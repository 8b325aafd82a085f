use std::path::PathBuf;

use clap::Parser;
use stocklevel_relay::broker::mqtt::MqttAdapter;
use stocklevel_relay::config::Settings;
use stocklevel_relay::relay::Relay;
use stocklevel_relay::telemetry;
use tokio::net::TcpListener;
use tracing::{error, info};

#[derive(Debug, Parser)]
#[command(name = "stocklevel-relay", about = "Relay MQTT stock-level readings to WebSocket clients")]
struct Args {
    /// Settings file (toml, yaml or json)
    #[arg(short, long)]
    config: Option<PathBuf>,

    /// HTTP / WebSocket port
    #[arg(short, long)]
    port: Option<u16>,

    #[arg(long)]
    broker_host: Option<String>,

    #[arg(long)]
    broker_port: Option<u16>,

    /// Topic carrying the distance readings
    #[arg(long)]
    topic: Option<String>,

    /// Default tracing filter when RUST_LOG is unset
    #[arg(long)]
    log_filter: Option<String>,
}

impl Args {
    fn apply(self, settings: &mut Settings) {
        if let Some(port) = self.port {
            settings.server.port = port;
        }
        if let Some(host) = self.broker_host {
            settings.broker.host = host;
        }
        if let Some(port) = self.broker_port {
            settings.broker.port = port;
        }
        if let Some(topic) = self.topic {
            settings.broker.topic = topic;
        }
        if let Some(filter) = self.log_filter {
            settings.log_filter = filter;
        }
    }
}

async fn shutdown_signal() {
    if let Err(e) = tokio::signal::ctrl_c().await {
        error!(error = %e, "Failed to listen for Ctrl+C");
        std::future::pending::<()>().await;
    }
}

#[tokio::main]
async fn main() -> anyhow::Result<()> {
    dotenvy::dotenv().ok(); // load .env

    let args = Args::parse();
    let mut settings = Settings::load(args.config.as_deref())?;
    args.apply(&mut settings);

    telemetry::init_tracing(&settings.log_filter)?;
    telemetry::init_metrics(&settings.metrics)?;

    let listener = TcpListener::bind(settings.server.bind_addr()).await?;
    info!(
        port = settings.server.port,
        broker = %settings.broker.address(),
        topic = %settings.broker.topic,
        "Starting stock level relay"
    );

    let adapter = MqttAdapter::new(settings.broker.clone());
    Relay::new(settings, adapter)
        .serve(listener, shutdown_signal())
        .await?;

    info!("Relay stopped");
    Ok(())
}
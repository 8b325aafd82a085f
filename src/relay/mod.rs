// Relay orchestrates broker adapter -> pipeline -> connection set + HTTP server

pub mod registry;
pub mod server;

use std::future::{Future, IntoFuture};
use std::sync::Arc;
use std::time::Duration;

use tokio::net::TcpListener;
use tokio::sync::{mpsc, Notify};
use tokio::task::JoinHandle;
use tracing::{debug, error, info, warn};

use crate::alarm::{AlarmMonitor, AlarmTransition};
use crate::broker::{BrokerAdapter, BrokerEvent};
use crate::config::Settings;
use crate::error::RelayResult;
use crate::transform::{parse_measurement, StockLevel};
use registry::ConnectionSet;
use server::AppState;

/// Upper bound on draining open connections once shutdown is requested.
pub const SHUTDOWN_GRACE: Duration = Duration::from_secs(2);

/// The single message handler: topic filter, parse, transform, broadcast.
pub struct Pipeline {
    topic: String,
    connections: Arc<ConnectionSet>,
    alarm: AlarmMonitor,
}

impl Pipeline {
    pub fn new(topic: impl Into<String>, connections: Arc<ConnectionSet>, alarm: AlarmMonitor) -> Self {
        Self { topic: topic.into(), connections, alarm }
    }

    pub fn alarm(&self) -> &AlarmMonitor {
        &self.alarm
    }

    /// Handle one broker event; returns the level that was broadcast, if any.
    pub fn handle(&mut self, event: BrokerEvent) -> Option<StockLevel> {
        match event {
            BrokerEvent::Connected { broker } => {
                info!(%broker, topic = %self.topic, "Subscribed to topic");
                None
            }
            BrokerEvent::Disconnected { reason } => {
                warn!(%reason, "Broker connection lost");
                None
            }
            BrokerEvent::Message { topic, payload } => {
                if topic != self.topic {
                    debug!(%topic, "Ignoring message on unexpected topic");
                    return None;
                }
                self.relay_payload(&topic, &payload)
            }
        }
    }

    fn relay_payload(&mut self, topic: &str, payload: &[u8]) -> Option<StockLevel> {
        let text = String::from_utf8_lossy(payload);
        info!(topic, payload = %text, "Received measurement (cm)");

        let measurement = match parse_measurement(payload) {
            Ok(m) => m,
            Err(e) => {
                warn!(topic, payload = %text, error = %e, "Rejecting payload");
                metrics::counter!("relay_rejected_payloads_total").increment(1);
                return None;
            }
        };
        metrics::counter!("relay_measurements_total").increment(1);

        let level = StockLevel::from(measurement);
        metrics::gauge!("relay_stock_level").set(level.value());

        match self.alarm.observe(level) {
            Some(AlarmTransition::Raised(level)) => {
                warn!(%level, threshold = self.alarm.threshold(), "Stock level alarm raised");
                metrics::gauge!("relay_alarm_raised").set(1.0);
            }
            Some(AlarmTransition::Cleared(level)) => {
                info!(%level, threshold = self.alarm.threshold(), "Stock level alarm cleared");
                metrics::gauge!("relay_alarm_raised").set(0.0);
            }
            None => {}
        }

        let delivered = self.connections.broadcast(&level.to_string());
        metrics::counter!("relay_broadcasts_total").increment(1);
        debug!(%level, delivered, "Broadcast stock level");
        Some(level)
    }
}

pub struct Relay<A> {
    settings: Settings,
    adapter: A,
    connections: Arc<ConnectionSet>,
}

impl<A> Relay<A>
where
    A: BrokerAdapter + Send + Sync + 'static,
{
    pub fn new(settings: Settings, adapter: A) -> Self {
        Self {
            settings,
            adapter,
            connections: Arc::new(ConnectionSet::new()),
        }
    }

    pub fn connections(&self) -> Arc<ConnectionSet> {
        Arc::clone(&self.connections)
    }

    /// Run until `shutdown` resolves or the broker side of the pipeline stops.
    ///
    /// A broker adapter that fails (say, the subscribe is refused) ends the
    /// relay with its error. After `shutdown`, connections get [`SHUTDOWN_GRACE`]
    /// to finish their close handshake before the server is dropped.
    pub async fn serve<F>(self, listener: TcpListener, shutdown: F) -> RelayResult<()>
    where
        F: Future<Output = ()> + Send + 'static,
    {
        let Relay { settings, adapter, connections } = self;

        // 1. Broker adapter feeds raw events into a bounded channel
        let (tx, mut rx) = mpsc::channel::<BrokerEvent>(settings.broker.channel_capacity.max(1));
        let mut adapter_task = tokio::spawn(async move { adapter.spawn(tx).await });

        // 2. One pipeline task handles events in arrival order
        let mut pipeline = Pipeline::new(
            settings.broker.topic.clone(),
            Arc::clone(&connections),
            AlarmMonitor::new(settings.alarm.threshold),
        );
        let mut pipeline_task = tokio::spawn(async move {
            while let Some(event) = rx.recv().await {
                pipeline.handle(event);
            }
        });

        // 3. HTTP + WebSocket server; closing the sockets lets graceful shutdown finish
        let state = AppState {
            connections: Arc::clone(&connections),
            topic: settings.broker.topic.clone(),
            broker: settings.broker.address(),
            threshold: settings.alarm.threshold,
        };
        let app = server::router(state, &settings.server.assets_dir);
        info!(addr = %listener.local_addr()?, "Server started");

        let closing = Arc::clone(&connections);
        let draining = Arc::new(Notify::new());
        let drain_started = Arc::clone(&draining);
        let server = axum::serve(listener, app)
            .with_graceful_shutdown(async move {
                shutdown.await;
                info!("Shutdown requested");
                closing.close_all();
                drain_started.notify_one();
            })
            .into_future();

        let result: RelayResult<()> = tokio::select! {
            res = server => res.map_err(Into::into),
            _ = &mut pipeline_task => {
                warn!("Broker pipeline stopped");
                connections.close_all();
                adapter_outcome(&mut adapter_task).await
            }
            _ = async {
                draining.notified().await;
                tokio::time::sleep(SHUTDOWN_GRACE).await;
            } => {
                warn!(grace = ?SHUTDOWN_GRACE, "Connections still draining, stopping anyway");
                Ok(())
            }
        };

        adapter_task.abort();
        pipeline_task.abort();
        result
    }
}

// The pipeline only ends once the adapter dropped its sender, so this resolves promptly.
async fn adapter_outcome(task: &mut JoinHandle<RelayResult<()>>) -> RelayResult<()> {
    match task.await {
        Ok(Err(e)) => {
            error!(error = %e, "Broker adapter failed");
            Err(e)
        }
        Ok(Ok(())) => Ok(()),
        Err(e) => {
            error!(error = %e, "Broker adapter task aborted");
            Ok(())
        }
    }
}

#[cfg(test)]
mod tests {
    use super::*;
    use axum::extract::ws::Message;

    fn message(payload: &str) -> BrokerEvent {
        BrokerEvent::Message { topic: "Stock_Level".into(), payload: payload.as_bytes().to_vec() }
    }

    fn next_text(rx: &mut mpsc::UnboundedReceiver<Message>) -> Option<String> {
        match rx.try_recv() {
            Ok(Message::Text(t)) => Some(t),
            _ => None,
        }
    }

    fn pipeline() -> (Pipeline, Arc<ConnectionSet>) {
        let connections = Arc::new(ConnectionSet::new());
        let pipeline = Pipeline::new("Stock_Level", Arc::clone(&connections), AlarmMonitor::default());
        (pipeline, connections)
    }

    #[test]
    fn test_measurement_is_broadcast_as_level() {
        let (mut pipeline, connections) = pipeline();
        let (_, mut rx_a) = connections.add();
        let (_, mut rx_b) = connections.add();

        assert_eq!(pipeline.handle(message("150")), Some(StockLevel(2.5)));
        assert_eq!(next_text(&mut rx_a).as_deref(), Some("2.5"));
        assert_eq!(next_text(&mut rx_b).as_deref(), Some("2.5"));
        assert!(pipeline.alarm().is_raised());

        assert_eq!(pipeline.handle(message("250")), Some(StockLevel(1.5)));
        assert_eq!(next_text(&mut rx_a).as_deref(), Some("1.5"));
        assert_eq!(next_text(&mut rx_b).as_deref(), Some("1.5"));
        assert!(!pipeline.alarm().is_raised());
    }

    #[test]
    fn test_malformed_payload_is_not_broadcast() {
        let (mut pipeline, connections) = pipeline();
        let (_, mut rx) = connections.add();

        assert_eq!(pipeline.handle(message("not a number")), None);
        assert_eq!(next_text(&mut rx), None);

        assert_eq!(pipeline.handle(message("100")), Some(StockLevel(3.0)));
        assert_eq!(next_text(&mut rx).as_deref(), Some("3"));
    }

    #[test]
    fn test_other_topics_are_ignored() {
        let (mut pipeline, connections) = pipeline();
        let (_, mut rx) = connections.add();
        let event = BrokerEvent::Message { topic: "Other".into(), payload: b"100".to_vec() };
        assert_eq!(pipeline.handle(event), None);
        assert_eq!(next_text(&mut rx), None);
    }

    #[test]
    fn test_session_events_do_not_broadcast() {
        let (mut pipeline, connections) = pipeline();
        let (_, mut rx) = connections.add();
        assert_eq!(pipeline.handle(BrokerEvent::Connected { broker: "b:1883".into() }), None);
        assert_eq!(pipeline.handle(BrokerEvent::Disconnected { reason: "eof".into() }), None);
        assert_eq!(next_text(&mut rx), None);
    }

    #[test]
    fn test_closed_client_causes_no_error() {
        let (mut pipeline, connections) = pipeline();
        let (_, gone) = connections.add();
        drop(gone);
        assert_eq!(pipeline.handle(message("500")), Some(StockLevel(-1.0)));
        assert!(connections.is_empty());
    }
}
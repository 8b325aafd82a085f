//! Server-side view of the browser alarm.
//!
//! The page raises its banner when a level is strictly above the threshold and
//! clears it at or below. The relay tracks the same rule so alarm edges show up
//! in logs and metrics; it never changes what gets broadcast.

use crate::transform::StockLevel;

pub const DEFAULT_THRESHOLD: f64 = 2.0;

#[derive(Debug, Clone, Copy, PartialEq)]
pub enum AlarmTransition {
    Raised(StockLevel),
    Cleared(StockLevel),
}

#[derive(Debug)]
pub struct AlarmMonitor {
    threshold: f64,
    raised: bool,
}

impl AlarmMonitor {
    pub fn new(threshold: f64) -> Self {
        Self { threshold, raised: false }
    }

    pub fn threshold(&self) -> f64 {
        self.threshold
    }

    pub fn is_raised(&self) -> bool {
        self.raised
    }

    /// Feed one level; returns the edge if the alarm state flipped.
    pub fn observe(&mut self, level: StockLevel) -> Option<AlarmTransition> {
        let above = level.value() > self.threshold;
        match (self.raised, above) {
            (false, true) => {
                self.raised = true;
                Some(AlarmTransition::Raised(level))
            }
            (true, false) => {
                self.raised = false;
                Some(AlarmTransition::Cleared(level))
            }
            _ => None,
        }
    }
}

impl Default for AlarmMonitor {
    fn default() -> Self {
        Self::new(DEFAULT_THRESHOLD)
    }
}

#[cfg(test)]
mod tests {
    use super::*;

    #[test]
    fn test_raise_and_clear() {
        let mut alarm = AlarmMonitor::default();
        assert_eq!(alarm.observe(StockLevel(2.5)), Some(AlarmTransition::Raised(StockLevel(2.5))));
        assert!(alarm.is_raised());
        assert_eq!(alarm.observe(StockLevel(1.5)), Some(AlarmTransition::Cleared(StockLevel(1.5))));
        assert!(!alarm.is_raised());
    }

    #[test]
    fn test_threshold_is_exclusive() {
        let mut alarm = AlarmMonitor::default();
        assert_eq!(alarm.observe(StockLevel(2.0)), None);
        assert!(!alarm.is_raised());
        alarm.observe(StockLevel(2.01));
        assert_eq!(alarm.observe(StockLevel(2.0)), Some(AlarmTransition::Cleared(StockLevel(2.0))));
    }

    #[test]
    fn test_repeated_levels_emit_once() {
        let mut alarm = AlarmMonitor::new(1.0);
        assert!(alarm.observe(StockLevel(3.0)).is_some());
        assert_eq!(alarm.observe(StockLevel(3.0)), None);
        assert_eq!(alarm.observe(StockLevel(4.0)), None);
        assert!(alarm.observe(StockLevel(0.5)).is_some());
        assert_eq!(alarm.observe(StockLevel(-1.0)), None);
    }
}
□ □ □ □ □
→ YOUR OBJECTIVE
What lines above contain the string "Option"? Copy all of them.

→ ANSWER AREA
    config: Option<PathBuf>,
    port: Option<u16>,
    broker_host: Option<String>,
    broker_port: Option<u16>,
    topic: Option<String>,
    log_filter: Option<String>,
    pub fn handle(&mut self, event: BrokerEvent) -> Option<StockLevel> {
    fn relay_payload(&mut self, topic: &str, payload: &[u8]) -> Option<StockLevel> {
    fn next_text(rx: &mut mpsc::UnboundedReceiver<Message>) -> Option<String> {
    pub fn observe(&mut self, level: StockLevel) -> Option<AlarmTransition> {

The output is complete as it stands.